Companies say they need flexible thinkers with innovative ideas and a broad knowledge base derived from exposure to multiple disciplines. And while most recruiters don’t outright avoid business majors, companies in consulting, technology and even finance say they’re looking for candidates with a broader academic background….

Facebook Inc., a hot destination for many college graduates, doesn’t recruit based on a particular major. “It’s not about what you have or haven’t studied,” says Kristen Clemmer Meeks, a recruiting manager at the social-media company.

That squares with what Australian entrepreneur Tony Golsby-Smith wrote in the Harvard Business Review:

How many people in your organization are innovative thinkers who can help with your thorniest strategy problems? How many have a keen understanding of customer needs? How many understand what it takes to assure that employees are engaged at work?

If the answer is “not many,” welcome to the club. Business leaders around the world have told me that they despair of finding people who can help them solve wicked problems — or even get their heads around them. It’s not that firms don’t have smart people working with them. There are plenty of MBAs and even Ph.Ds in economics, chemistry, or computer science, in the corporate ranks. Intellectual wattage is not lacking. It’s the right intellectual wattage that’s hard to find. They simply don’t have enough people with the right backgrounds.

This is because our educational systems focus on teaching science and business students to control, predict, verify, guarantee, and test data. It doesn’t teach how to navigate “what if” questions or unknown futures. As Amos Shapira, the CEO of Cellcom, the leading cell phone provider in Israel, put it: “The knowledge I use as CEO can be acquired in two weeks…The main thing a student needs to be taught is how to study and analyze things (including) history and philosophy.”

People trained in the humanities who study Shakespeare’s poetry, or Cezanne’s paintings, say, have learned to play with big concepts, and to apply new ways of thinking to difficult problems that can’t be analyzed in conventional ways.

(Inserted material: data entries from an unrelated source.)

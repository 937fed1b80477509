use clap::{Parser, Subcommand};
use std::path::PathBuf;

use emberstage::defines::MacroStore;
use emberstage::executor::ExecCtx;
use emberstage::planner::StagingItem;
use emberstage::{Result, catalog, config, executor, planner};

#[derive(Debug, Parser)]
#[command(author, version, about)]
struct Args {
    #[command(subcommand)]
    cmd: Command,
}

#[derive(Debug, Subcommand)]
enum Command {
    /// Load the build definition and print the staging plan
    Plan {
        /// Path to a build definition TOML
        build: PathBuf,
    },
    /// Load the build definition, compute the plan, and stage the assets
    Run {
        /// Path to a build definition TOML
        build: PathBuf,
        /// Print what would be staged without touching the filesystem
        #[arg(long)]
        dry_run: bool,
    },
    /// Print the merged macro store (headers plus build flags)
    Macros {
        /// Path to a build definition TOML
        build: PathBuf,
    },
}

fn main() -> Result<()> {
    let args = Args::parse();
    match args.cmd {
        Command::Plan { build } => cmd_plan(&build),
        Command::Run { build, dry_run } => cmd_run(&build, dry_run),
        Command::Macros { build } => cmd_macros(&build),
    }
}

fn compute_plan(path: &PathBuf) -> Result<(config::BuildEnv, Vec<StagingItem>)> {
    let env = config::load(path.as_path())?;
    let store = MacroStore::load(&env.system_header, &env.user_header, &env.flags);
    let plan = planner::plan(&catalog::builtin_catalog(), &store, &env.root)?;
    Ok((env, plan))
}

fn cmd_plan(path: &PathBuf) -> Result<()> {
    let (_env, plan) = compute_plan(path)?;
    for (i, item) in plan.iter().enumerate() {
        println!(
            "{:>3}. {:<6} {:<40} -> {}",
            i + 1,
            mode_label(item),
            item.source.display(),
            item.dest.display()
        );
    }
    Ok(())
}

fn mode_label(item: &StagingItem) -> &'static str {
    match item.mode {
        catalog::StageMode::Copy => "copy",
        catalog::StageMode::Embed { .. } => "embed",
    }
}

fn cmd_run(path: &PathBuf, dry_run: bool) -> Result<()> {
    let (env, plan) = compute_plan(path)?;
    let ctx = ExecCtx::new(dry_run);
    executor::run_plan(&plan, &env, &ctx)
}

fn cmd_macros(path: &PathBuf) -> Result<()> {
    let env = config::load(path.as_path())?;
    let store = MacroStore::load(&env.system_header, &env.user_header, &env.flags);
    for (name, value) in store.iter() {
        println!("{name} = {value:?}");
    }
    Ok(())
}
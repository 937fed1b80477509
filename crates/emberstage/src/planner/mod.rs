use std::path::{Path, PathBuf};

use crate::catalog::{AssetGroup, CatalogEntry, StageMode};
use crate::defines::MacroStore;
use crate::error::Result;
use crate::expr;

/// One file to stage: the resolved source and where it ends up.
///
/// Copy-mode destinations are relative to the filesystem staging root
/// (source dir with `skip_levels` leading segments dropped, plus the file
/// name). Embed-mode destinations are the original project-relative path
/// behind a `../` prefix, which is the path the enclosing build tool
/// registers for the conversion step.
#[derive(Debug, Clone, PartialEq)]
pub struct StagingItem {
    pub source: PathBuf,
    pub dest: PathBuf,
    pub mode: StageMode,
}

/// Builds the ordered staging plan for one build invocation.
///
/// Every catalog entry is evaluated independently; all selected entries
/// contribute, in catalog order, then group order, then glob match order.
/// A condition that fails to evaluate is a warning and counts as false.
/// A pattern with zero matches contributes nothing.
pub fn plan(catalog: &[CatalogEntry], store: &MacroStore, root: &Path) -> Result<Vec<StagingItem>> {
    let mut items = Vec::new();
    for entry in catalog {
        let selected = match expr::evaluate(&entry.condition, store) {
            Ok(b) => b,
            Err(e) => {
                println!(
                    "WARN: condition '{}' failed to evaluate: {e}",
                    entry.condition
                );
                false
            }
        };
        if !selected {
            continue;
        }
        for group in &entry.groups {
            expand_group(entry.mode, group, root, &mut items)?;
        }
    }
    Ok(items)
}

fn expand_group(
    mode: StageMode,
    group: &AssetGroup,
    root: &Path,
    items: &mut Vec<StagingItem>,
) -> Result<()> {
    for pattern in &group.patterns {
        let full = root.join(&group.source_dir).join(pattern);
        let full = full.to_string_lossy().into_owned();
        for matched in glob::glob(&full)? {
            let source = match matched {
                Ok(p) => p,
                Err(e) => {
                    println!("WARN: skipping unreadable glob match: {e}");
                    continue;
                }
            };
            let dest = match mode {
                StageMode::Copy => copy_dest(group, &source),
                StageMode::Embed { .. } => embed_dest(root, &source),
            };
            items.push(StagingItem { source, dest, mode });
        }
    }
    Ok(())
}

fn copy_dest(group: &AssetGroup, source: &Path) -> PathBuf {
    let stripped = strip_levels(&group.source_dir, group.skip_levels);
    let name = source.file_name().unwrap_or_default();
    if stripped.is_empty() {
        PathBuf::from(name)
    } else {
        PathBuf::from(stripped).join(name)
    }
}

fn embed_dest(root: &Path, source: &Path) -> PathBuf {
    let rel = source.strip_prefix(root).unwrap_or(source);
    Path::new("..").join(rel)
}

// Drops the first `skip` '/'-separated segments of a source directory,
// keeping whatever remains (possibly empty).
pub fn strip_levels(dir: &str, skip: usize) -> String {
    dir.split('/')
        .filter(|s| !s.is_empty())
        .skip(skip)
        .collect::<Vec<_>>()
        .join("/")
}

#[cfg(test)]
mod tests {
    use super::*;
    use crate::catalog::EmbedKind;
    use crate::defines::MacroValue;
    use std::fs;
    use tempfile::tempdir;

    fn touch_frames(root: &Path, dir: &str, count: usize) {
        let dir = root.join(dir);
        fs::create_dir_all(&dir).unwrap();
        for i in 0..count {
            fs::write(dir.join(format!("{i}.jpg")), b"jpg").unwrap();
        }
    }

    fn copy_entry(condition: &str, dir: &str, skip: usize) -> CatalogEntry {
        CatalogEntry {
            condition: condition.into(),
            mode: StageMode::Copy,
            groups: vec![AssetGroup {
                source_dir: dir.into(),
                patterns: vec!["*.jpg".into()],
                skip_levels: skip,
            }],
        }
    }

    #[test]
    fn strip_levels_drops_leading_segments() {
        assert_eq!(strip_levels("images/clock/CustomClock0/", 2), "CustomClock0");
        assert_eq!(strip_levels("images/clock/CustomClock0/", 0), "images/clock/CustomClock0");
        assert_eq!(strip_levels("images/clock/CustomClock0/", 5), "");
    }

    #[test]
    fn multiple_entries_contribute_in_catalog_order() {
        let temp = tempdir().unwrap();
        touch_frames(temp.path(), "images/clock/CustomClock0", 2);
        touch_frames(temp.path(), "images/clock/CustomClock1", 2);

        let catalog = vec![
            copy_entry("USE_CLOCK_CUSTOM > 0", "images/clock/CustomClock0/", 2),
            copy_entry("USE_CLOCK_CUSTOM > 1", "images/clock/CustomClock1/", 2),
            copy_entry("USE_CLOCK_CUSTOM > 2", "images/clock/CustomClock2/", 2),
        ];
        let store = MacroStore::from([("USE_CLOCK_CUSTOM", MacroValue::Int(2))]);

        let items = plan(&catalog, &store, temp.path()).unwrap();
        assert_eq!(items.len(), 4);
        assert_eq!(items[0].dest, Path::new("CustomClock0/0.jpg"));
        assert_eq!(items[1].dest, Path::new("CustomClock0/1.jpg"));
        assert_eq!(items[2].dest, Path::new("CustomClock1/0.jpg"));
        assert_eq!(items[3].dest, Path::new("CustomClock1/1.jpg"));
    }

    #[test]
    fn zero_matches_and_failed_conditions_contribute_nothing() {
        let temp = tempdir().unwrap();

        let catalog = vec![
            copy_entry("USE_CLOCK_CUSTOM > 0", "images/clock/CustomClock0/", 2),
            // Malformed on purpose; must degrade to false, not abort.
            copy_entry("((", "images/clock/CustomClock0/", 2),
        ];
        let store = MacroStore::from([("USE_CLOCK_CUSTOM", MacroValue::Int(1))]);

        let items = plan(&catalog, &store, temp.path()).unwrap();
        assert!(items.is_empty());
    }

    #[test]
    fn embed_destinations_keep_the_parent_prefixed_path() {
        let temp = tempdir().unwrap();
        touch_frames(temp.path(), "images/clock/nixie.holes", 1);

        let catalog = vec![CatalogEntry {
            condition: "USE_CLOCK_NIXIE == 1".into(),
            mode: StageMode::Embed {
                kind: EmbedKind::Binary,
            },
            groups: vec![AssetGroup {
                source_dir: "images/clock/nixie.holes/".into(),
                patterns: vec!["0.jpg".into()],
                skip_levels: 0,
            }],
        }];
        let store = MacroStore::from([("USE_CLOCK_NIXIE", MacroValue::Int(1))]);

        let items = plan(&catalog, &store, temp.path()).unwrap();
        assert_eq!(items.len(), 1);
        assert_eq!(items[0].dest, Path::new("../images/clock/nixie.holes/0.jpg"));
        assert!(items[0].source.ends_with("images/clock/nixie.holes/0.jpg"));
    }
}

In particular, he stressed that those trained in the humanities thrive dealing with:

  1. Complexity and ambiguity: “Any great work of art — whether literary, philosophical, psychological or visual — challenges a humanist to be curious, to ask open-ended questions, see the big picture. This kind of thinking is just what you need if you are facing a murky future or dealing with tricky, incipient problems.”
  2. Innovation: “If you want out-of-the-box thinking, you need to free up people’s inherent creativity. Humanists are trained to be creative and are uniquely adapted to leading creative teams.”
  3. Communication and presentation:“Liberal arts graduates are well-trained in writing and presenting, making them natural fits for marketing, training, and research. A focus on writing (which you need for degrees in history, literature, philosophy, and rhetoric) helps people develop persuasive arguments, and a background in performance (such as theater or music) gives people great presentation skills. And an understanding of history is indispensable if you want to understand the broader competitive arena and global markets.”
  4. Customer and employee satisfaction: in his mind, those trained in the liberal arts simply better trained to observe human behavior (and I’d add, empathize with others).

But as Fea pointed out in a series of posts this week (e.g., this one on “Rethinking Success: How Liberal Arts Students Get Jobs“), those majoring in History and other humanities fields need to learn how to explain these advantages in cover letters, resumes, and job interviews (and advisors and career counselors need to help with this).

So if you’re a History major worried about employability, start talking about these strategies with your advisor, other professors, and the specialists in Bethel’s Office of Career Services (as of June 1, Office of Career Development and Calling). And don’t ignore the corporate sector when it comes time to look for internships and jobs. According to our most recent survey, 30% of our alumni (more than any other sector) work in business fields like marketing, sales, human resources, accounting, and management.